(Collected data)
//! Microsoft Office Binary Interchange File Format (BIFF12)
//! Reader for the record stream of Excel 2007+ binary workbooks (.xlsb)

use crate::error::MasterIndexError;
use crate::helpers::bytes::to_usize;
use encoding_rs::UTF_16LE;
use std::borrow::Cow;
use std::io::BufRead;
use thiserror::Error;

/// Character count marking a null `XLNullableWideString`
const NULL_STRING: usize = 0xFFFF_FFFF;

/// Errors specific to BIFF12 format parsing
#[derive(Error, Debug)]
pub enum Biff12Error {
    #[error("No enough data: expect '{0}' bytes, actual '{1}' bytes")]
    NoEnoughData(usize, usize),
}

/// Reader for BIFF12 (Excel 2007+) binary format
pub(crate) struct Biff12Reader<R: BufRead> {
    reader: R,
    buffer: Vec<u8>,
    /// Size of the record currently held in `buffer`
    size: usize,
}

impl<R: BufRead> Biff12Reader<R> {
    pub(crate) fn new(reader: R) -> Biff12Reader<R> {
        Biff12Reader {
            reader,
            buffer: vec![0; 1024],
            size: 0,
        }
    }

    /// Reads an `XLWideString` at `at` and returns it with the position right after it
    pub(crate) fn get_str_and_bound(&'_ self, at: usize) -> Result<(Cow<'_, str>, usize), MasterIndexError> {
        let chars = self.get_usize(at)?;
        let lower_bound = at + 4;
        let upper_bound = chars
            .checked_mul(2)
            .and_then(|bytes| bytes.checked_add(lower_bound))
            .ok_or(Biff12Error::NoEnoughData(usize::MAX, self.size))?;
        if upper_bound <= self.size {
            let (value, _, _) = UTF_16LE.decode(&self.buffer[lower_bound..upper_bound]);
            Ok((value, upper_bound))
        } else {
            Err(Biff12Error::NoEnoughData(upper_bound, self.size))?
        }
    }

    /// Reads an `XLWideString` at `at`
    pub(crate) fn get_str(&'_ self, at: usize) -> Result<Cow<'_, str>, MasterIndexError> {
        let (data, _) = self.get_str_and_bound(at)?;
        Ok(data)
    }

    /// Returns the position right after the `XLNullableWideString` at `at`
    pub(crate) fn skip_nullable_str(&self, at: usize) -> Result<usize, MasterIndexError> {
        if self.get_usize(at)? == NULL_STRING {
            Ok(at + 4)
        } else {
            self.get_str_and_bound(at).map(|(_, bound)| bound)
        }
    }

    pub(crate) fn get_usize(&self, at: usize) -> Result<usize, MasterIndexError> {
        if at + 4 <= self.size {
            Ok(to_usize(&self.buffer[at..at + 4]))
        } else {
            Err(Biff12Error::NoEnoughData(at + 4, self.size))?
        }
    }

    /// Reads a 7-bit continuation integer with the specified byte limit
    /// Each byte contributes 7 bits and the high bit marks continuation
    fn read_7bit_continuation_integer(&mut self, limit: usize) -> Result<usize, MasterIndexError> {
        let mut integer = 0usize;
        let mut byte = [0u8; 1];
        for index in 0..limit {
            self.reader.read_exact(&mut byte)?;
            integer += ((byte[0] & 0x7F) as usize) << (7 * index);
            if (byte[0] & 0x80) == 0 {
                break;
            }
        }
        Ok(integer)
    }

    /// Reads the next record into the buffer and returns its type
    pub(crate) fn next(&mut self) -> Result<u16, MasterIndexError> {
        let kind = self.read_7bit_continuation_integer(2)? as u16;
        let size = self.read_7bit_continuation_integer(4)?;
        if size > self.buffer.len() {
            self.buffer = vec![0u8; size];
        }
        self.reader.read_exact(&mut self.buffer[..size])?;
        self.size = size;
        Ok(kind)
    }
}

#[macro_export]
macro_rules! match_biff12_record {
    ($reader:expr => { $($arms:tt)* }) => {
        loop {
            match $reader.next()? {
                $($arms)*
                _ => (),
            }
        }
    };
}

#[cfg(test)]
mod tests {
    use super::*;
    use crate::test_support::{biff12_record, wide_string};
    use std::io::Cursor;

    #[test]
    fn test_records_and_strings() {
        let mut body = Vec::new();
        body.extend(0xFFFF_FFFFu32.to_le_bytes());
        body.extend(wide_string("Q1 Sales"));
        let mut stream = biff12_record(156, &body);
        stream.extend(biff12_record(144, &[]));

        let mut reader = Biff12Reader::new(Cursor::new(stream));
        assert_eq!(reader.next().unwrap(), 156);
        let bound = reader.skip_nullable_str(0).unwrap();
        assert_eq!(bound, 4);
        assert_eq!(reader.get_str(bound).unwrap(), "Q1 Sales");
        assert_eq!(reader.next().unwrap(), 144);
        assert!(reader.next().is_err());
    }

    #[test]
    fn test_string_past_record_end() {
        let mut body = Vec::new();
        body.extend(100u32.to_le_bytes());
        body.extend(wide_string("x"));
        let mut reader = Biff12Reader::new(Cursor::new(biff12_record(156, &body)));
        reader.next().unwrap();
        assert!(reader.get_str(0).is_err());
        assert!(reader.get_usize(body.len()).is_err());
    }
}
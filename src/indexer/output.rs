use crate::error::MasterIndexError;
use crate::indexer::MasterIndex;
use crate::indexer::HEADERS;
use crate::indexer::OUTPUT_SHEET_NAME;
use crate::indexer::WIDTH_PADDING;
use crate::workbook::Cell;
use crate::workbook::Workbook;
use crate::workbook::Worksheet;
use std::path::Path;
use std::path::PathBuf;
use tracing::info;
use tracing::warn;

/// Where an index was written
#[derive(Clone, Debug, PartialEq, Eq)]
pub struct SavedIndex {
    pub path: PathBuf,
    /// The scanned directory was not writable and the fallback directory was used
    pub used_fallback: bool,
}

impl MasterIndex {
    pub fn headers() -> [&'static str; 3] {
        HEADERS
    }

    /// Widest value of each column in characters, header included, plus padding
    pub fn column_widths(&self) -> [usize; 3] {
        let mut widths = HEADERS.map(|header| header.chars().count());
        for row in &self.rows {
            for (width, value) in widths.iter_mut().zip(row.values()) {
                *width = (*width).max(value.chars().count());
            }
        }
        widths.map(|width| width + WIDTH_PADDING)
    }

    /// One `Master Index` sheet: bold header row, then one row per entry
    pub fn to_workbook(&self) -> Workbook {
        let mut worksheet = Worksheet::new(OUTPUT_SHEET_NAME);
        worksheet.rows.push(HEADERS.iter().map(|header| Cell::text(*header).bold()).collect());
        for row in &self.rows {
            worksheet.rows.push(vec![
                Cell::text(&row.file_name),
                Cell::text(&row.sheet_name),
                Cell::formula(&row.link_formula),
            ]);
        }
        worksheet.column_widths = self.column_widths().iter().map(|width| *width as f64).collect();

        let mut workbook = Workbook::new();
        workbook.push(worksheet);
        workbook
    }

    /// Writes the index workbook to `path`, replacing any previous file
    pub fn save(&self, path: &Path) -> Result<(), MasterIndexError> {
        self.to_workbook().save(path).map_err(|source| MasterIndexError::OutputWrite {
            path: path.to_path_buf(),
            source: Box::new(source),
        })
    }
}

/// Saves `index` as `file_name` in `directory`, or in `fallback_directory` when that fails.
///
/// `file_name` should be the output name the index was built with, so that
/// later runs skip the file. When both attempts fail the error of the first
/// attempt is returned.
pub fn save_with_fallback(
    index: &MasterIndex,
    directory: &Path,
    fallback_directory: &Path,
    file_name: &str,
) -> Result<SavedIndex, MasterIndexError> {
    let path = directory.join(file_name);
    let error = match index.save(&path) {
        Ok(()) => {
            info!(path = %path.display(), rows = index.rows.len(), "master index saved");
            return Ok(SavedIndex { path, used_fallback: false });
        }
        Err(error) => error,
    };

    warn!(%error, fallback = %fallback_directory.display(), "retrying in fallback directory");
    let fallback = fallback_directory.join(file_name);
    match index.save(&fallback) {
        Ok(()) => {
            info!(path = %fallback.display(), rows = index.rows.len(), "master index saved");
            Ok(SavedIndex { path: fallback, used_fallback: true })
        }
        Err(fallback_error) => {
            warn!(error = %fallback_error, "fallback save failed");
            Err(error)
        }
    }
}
==
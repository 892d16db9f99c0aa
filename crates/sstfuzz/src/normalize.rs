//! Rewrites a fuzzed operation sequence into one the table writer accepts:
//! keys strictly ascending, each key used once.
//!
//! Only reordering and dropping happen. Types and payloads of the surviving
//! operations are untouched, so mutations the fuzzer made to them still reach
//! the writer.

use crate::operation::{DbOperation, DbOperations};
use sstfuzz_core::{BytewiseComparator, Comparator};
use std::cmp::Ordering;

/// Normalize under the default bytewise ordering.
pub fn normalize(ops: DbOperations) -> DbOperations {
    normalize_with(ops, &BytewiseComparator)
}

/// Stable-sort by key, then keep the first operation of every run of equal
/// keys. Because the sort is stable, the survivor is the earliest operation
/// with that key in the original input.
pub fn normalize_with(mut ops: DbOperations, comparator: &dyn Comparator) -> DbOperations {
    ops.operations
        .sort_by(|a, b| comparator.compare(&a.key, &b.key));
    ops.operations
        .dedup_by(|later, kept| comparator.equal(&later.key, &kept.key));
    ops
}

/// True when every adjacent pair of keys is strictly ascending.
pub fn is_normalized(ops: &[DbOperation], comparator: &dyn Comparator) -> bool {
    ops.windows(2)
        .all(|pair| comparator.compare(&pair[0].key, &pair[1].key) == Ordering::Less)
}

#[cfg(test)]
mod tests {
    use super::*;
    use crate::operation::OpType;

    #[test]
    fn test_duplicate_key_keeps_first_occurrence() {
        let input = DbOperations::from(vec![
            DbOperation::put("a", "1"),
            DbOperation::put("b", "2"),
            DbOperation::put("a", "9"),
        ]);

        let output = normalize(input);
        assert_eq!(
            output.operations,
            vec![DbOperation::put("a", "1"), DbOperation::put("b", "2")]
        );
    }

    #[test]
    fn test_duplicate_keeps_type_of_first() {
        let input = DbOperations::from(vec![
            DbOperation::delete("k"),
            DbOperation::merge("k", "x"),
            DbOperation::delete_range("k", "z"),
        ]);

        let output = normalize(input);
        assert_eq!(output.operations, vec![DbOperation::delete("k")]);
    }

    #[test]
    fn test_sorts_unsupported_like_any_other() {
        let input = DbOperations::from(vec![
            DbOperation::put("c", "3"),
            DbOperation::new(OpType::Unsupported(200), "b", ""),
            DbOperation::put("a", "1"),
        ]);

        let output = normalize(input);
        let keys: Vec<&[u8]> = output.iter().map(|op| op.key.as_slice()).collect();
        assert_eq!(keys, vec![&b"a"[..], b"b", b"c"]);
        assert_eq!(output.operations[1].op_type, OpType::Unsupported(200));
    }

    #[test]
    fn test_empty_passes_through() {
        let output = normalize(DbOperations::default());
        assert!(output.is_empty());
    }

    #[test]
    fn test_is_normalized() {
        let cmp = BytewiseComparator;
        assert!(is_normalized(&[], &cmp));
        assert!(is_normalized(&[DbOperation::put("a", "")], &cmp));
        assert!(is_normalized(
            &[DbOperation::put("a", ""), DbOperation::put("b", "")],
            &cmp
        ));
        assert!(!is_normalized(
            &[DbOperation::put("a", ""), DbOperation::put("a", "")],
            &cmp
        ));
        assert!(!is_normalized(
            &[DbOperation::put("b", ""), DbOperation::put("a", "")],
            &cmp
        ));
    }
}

What the task asks
Every line above from the line with "let chars = self.get_usize(at)?;" to the line with "if size > self.buffer.len()" is wanted, ends included; write them out exactly and add no other line.

Result of this exercise
        let chars = self.get_usize(at)?;
        let lower_bound = at + 4;
        let upper_bound = chars
            .checked_mul(2)
            .and_then(|bytes| bytes.checked_add(lower_bound))
            .ok_or(Biff12Error::NoEnoughData(usize::MAX, self.size))?;
        if upper_bound <= self.size {
            let (value, _, _) = UTF_16LE.decode(&self.buffer[lower_bound..upper_bound]);
            Ok((value, upper_bound))
        } else {
            Err(Biff12Error::NoEnoughData(upper_bound, self.size))?
        }
    }

    /// Reads an `XLWideString` at `at`
    pub(crate) fn get_str(&'_ self, at: usize) -> Result<Cow<'_, str>, MasterIndexError> {
        let (data, _) = self.get_str_and_bound(at)?;
        Ok(data)
    }

    /// Returns the position right after the `XLNullableWideString` at `at`
    pub(crate) fn skip_nullable_str(&self, at: usize) -> Result<usize, MasterIndexError> {
        if self.get_usize(at)? == NULL_STRING {
            Ok(at + 4)
        } else {
            self.get_str_and_bound(at).map(|(_, bound)| bound)
        }
    }

    pub(crate) fn get_usize(&self, at: usize) -> Result<usize, MasterIndexError> {
        if at + 4 <= self.size {
            Ok(to_usize(&self.buffer[at..at + 4]))
        } else {
            Err(Biff12Error::NoEnoughData(at + 4, self.size))?
        }
    }

    /// Reads a 7-bit continuation integer with the specified byte limit
    /// Each byte contributes 7 bits and the high bit marks continuation
    fn read_7bit_continuation_integer(&mut self, limit: usize) -> Result<usize, MasterIndexError> {
        let mut integer = 0usize;
        let mut byte = [0u8; 1];
        for index in 0..limit {
            self.reader.read_exact(&mut byte)?;
            integer += ((byte[0] & 0x7F) as usize) << (7 * index);
            if (byte[0] & 0x80) == 0 {
                break;
            }
        }
        Ok(integer)
    }

    /// Reads the next record into the buffer and returns its type
    pub(crate) fn next(&mut self) -> Result<u16, MasterIndexError> {
        let kind = self.read_7bit_continuation_integer(2)? as u16;
        let size = self.read_7bit_continuation_integer(4)?;
        if size > self.buffer.len() {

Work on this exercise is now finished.